REQUIREMENT: In full and without alteration, write out the records.

----- RECORDS SHOWN -----

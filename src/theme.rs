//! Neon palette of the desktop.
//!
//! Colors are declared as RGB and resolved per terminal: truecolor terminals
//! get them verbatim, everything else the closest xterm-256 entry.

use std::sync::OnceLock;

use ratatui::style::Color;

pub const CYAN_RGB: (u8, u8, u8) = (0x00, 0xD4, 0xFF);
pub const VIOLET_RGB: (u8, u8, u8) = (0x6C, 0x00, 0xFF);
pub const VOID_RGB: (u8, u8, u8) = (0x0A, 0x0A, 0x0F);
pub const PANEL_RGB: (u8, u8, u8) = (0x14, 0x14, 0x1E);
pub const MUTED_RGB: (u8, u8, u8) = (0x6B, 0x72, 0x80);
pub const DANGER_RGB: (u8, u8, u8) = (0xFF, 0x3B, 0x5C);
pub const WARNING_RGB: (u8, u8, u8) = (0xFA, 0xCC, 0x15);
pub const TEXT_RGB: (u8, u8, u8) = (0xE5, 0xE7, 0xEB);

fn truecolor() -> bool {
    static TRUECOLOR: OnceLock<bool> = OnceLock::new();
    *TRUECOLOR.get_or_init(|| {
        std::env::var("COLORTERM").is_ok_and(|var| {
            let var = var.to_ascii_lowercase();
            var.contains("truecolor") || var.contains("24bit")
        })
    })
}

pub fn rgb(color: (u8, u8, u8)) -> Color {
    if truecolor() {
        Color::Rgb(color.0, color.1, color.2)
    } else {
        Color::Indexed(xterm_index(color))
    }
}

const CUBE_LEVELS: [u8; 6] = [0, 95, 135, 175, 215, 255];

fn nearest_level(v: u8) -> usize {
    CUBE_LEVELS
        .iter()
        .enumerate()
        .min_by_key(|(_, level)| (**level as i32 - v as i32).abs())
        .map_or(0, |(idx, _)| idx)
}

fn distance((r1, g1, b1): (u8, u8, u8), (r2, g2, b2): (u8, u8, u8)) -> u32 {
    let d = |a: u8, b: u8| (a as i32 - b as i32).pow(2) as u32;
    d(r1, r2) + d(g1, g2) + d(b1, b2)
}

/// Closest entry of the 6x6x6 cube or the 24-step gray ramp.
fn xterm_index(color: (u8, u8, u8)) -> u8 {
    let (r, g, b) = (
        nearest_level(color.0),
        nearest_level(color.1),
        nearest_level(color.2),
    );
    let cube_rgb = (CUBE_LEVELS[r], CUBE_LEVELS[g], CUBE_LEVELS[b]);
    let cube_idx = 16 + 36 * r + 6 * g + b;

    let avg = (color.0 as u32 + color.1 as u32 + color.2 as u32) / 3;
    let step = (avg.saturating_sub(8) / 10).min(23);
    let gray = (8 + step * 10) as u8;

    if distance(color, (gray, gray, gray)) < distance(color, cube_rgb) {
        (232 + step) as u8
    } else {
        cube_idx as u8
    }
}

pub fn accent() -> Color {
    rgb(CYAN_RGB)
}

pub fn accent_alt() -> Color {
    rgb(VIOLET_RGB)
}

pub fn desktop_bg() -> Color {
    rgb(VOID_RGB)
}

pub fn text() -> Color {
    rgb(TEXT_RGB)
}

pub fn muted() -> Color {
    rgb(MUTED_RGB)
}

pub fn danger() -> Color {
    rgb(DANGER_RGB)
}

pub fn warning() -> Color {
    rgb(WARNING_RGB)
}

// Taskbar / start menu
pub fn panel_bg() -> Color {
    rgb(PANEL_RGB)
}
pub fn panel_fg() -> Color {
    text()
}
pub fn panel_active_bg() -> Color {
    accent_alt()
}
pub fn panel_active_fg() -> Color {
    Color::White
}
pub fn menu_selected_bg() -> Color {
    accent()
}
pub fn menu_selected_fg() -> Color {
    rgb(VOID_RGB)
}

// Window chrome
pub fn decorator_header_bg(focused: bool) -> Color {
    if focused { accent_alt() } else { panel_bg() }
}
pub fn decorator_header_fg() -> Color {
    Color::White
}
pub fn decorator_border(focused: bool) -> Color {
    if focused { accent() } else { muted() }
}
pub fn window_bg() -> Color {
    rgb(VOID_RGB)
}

-----

RESPONSE TO THE EXERCISE:
filename src/theme.rs
//! Neon palette of the desktop.
//!
//! Colors are declared as RGB and resolved per terminal: truecolor terminals
//! get them verbatim, everything else the closest xterm-256 entry.

use std::sync::OnceLock;

use ratatui::style::Color;

pub const CYAN_RGB: (u8, u8, u8) = (0x00, 0xD4, 0xFF);
pub const VIOLET_RGB: (u8, u8, u8) = (0x6C, 0x00, 0xFF);
pub const VOID_RGB: (u8, u8, u8) = (0x0A, 0x0A, 0x0F);
pub const PANEL_RGB: (u8, u8, u8) = (0x14, 0x14, 0x1E);
pub const MUTED_RGB: (u8, u8, u8) = (0x6B, 0x72, 0x80);
pub const DANGER_RGB: (u8, u8, u8) = (0xFF, 0x3B, 0x5C);
pub const WARNING_RGB: (u8, u8, u8) = (0xFA, 0xCC, 0x15);
pub const TEXT_RGB: (u8, u8, u8) = (0xE5, 0xE7, 0xEB);

fn truecolor() -> bool {
    static TRUECOLOR: OnceLock<bool> = OnceLock::new();
    *TRUECOLOR.get_or_init(|| {
        std::env::var("COLORTERM").is_ok_and(|var| {
            let var = var.to_ascii_lowercase();
            var.contains("truecolor") || var.contains("24bit")
        })
    })
}

pub fn rgb(color: (u8, u8, u8)) -> Color {
    if truecolor() {
        Color::Rgb(color.0, color.1, color.2)
    } else {
        Color::Indexed(xterm_index(color))
    }
}

const CUBE_LEVELS: [u8; 6] = [0, 95, 135, 175, 215, 255];

fn nearest_level(v: u8) -> usize {
    CUBE_LEVELS
        .iter()
        .enumerate()
        .min_by_key(|(_, level)| (**level as i32 - v as i32).abs())
        .map_or(0, |(idx, _)| idx)
}

fn distance((r1, g1, b1): (u8, u8, u8), (r2, g2, b2): (u8, u8, u8)) -> u32 {
    let d = |a: u8, b: u8| (a as i32 - b as i32).pow(2) as u32;
    d(r1, r2) + d(g1, g2) + d(b1, b2)
}

/// Closest entry of the 6x6x6 cube or the 24-step gray ramp.
fn xterm_index(color: (u8, u8, u8)) -> u8 {
    let (r, g, b) = (
        nearest_level(color.0),
        nearest_level(color.1),
        nearest_level(color.2),
    );
    let cube_rgb = (CUBE_LEVELS[r], CUBE_LEVELS[g], CUBE_LEVELS[b]);
    let cube_idx = 16 + 36 * r + 6 * g + b;

    let avg = (color.0 as u32 + color.1 as u32 + color.2 as u32) / 3;
    let step = (avg.saturating_sub(8) / 10).min(23);
    let gray = (8 + step * 10) as u8;

    if distance(color, (gray, gray, gray)) < distance(color, cube_rgb) {
        (232 + step) as u8
    } else {
        cube_idx as u8
    }
}

pub fn accent() -> Color {
    rgb(CYAN_RGB)
}

pub fn accent_alt() -> Color {
    rgb(VIOLET_RGB)
}

pub fn desktop_bg() -> Color {
    rgb(VOID_RGB)
}

pub fn text() -> Color {
    rgb(TEXT_RGB)
}

pub fn muted() -> Color {
    rgb(MUTED_RGB)
}

pub fn danger() -> Color {
    rgb(DANGER_RGB)
}

pub fn warning() -> Color {
    rgb(WARNING_RGB)
}

// Taskbar / start menu
pub fn panel_bg() -> Color {
    rgb(PANEL_RGB)
}
pub fn panel_fg() -> Color {
    text()
}
pub fn panel_active_bg() -> Color {
    accent_alt()
}
pub fn panel_active_fg() -> Color {
    Color::White
}
pub fn menu_selected_bg() -> Color {
    accent()
}
pub fn menu_selected_fg() -> Color {
    rgb(VOID_RGB)
}

// Window chrome
pub fn decorator_header_bg(focused: bool) -> Color {
    if focused { accent_alt() } else { panel_bg() }
}
pub fn decorator_header_fg() -> Color {
    Color::White
}
pub fn decorator_border(focused: bool) -> Color {
    if focused { accent() } else { muted() }
}
pub fn window_bg() -> Color {
    rgb(VOID_RGB)
}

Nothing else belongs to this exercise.